Crema (Cremona), 13 gennaio 2018 - Guida senza patente e false dichiarazioni, cioè guai grossi per una persona di Moscazzano che ha utilizzato un escamotage per evitare di rifare la patente, che è andato avanti in questo modo per qualche anno ma che alla fine è stato smascherato. Ieri, durante controlli del traffico, una pattuglia di carabinieri situata ai confini della città ha fermato, tra gli altri, un automobilista di 57 anni, chiedendogli di mostrare patente e libretto. Subito accontentati dal guidatore, i militari hanno visto che il libretto era a posto ma che la patente mostrava qualche problema: la foto posizionata sul documento era piuttosto vecchia e però ritraeva un signore di età certamente superiore a quella della persona che avevano fermato.

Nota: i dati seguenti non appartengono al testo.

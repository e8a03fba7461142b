use std::collections::HashMap;
use std::sync::{Arc, Mutex};

use chrono::{DateTime, Duration, Utc};

use crate::clock::Clock;

/// Outcome of a rate-limit check. A refusal is a value, not an error —
/// the handler turns it into a 429 with the key surfaced for diagnostics.
#[derive(Debug, Clone, PartialEq)]
pub enum RateDecision {
    Allowed,
    Limited {
        key: String,
        retry_after_secs: i64,
    },
}

impl RateDecision {
    pub fn is_allowed(&self) -> bool {
        matches!(self, RateDecision::Allowed)
    }
}

/// Per-key sliding-window request admission.
///
/// Admits a request when fewer than `max_requests` have been admitted for
/// the same key within the trailing `window`. Stale timestamps are pruned
/// on every check, so memory is bounded by distinct keys times the window.
pub struct RateLimiter {
    windows: Mutex<HashMap<String, Vec<DateTime<Utc>>>>,
    max_requests: usize,
    window: Duration,
    clock: Arc<dyn Clock>,
}

impl RateLimiter {
    pub fn new(max_requests: usize, window: Duration, clock: Arc<dyn Clock>) -> Self {
        Self {
            windows: Mutex::new(HashMap::new()),
            max_requests,
            window,
            clock,
        }
    }

    /// Check and record one request for `key`. Synchronous and
    /// non-suspending; the critical section holds no await point.
    pub fn check(&self, key: &str) -> RateDecision {
        let now = self.clock.now();
        let cutoff = now - self.window;

        let mut windows = self.windows.lock().unwrap();
        let timestamps = windows.entry(key.to_string()).or_default();
        timestamps.retain(|&t| t > cutoff);

        if timestamps.len() < self.max_requests {
            timestamps.push(now);
            RateDecision::Allowed
        } else {
            // Oldest admitted timestamp decides when the next slot opens.
            let retry_after_secs = timestamps
                .first()
                .map(|&oldest| (oldest + self.window - now).num_seconds().max(0))
                .unwrap_or(0);
            tracing::debug!("Rate limit hit for key '{}'", key);
            RateDecision::Limited {
                key: key.to_string(),
                retry_after_secs,
            }
        }
    }

    /// Number of keys currently tracked (test and monitoring aid).
    pub fn tracked_keys(&self) -> usize {
        self.windows.lock().unwrap().len()
    }
}
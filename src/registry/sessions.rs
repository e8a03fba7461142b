use std::collections::HashMap;

use chrono::{DateTime, Utc};
use tokio::sync::RwLock;
use uuid::Uuid;

use crate::models::session::{Session, SessionStatus, SessionView};
use crate::models::GenerationJob;

/// In-memory record of every job's observable lifecycle.
///
/// A session transitions from `Processing` to a terminal state at most
/// once; `complete`/`fail` on a terminal or unknown session is a contract
/// violation and is logged and ignored rather than corrupting state.
pub struct SessionRegistry {
    sessions: RwLock<HashMap<Uuid, Session>>,
}

impl SessionRegistry {
    pub fn new() -> Self {
        Self {
            sessions: RwLock::new(HashMap::new()),
        }
    }

    /// Create a session in `Processing` state for an admitted job.
    pub async fn open(&self, job: &GenerationJob) {
        let session = Session {
            id: job.id,
            kiosk_id: job.kiosk_id.clone(),
            started_at: job.submitted_at,
            status: SessionStatus::Processing,
            background_id: job.background_id.clone(),
            gender: job.options.gender,
            prominence: job.options.prominence,
            finished_at: None,
            artifact: None,
            error: None,
        };
        self.sessions.write().await.insert(job.id, session);
    }

    /// Transition a processing session to `Completed`.
    pub async fn complete(&self, id: Uuid, artifact: String, end: DateTime<Utc>) {
        let mut sessions = self.sessions.write().await;
        match sessions.get_mut(&id) {
            Some(session) if !session.status.is_terminal() => {
                session.status = SessionStatus::Completed;
                session.finished_at = Some(end);
                session.artifact = Some(artifact);
            }
            Some(_) => {
                tracing::warn!("Ignoring complete() on already-terminal session {}", id);
            }
            None => {
                tracing::warn!("Ignoring complete() on unknown session {}", id);
            }
        }
    }

    /// Transition a processing session to `Failed`.
    pub async fn fail(&self, id: Uuid, error: String, end: DateTime<Utc>) {
        let mut sessions = self.sessions.write().await;
        match sessions.get_mut(&id) {
            Some(session) if !session.status.is_terminal() => {
                session.status = SessionStatus::Failed;
                session.finished_at = Some(end);
                session.error = Some(error);
            }
            Some(_) => {
                tracing::warn!("Ignoring fail() on already-terminal session {}", id);
            }
            None => {
                tracing::warn!("Ignoring fail() on unknown session {}", id);
            }
        }
    }

    pub async fn get(&self, id: Uuid) -> Option<Session> {
        self.sessions.read().await.get(&id).cloned()
    }

    pub async fn len(&self) -> usize {
        self.sessions.read().await.len()
    }

    /// The `k` most recently started sessions, newest first, with
    /// computed durations.
    pub async fn recent(&self, k: usize) -> Vec<SessionView> {
        let sessions = self.sessions.read().await;
        let mut all: Vec<&Session> = sessions.values().collect();
        all.sort_by(|a, b| b.started_at.cmp(&a.started_at));
        all.into_iter()
            .take(k)
            .map(|s| SessionView::from_session(s.clone()))
            .collect()
    }

    /// Remove every session that started before `cutoff`. Returns the
    /// number removed.
    pub async fn evict_before(&self, cutoff: DateTime<Utc>) -> usize {
        let mut sessions = self.sessions.write().await;
        let before = sessions.len();
        sessions.retain(|_, s| s.started_at >= cutoff);
        before - sessions.len()
    }
}

impl Default for SessionRegistry {
    fn default() -> Self {
        Self::new()
    }
}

Come mai? I militari lo hanno chiesto all’interessato, il quale ha educatamente insistito, affermando che quello in foto era proprio lui. Ma i militari non l’hanno bevuta e hanno chiesto di mostrare un documento di identità. A quel punto la bugia è diventata palese, perché il nome sul documento non coincideva con quello della patente e il conducente a quel punto ha confessato. Tempo fa gli era stata ritirata la patente, in quanto trovato alla guida in stato di ebbrezza e sotto l’effetto di stupefacenti. Dopo qualche tempo, anziché presentarsi agli esami per riottenere la patente, aveva pensato di utilizzare il permesso di guida del padre. L’uomo è stato identificato e denunciato due volte. Non gli è stata sequestrata l’auto, in quanto intestata a un parente, al quale è stata restituita.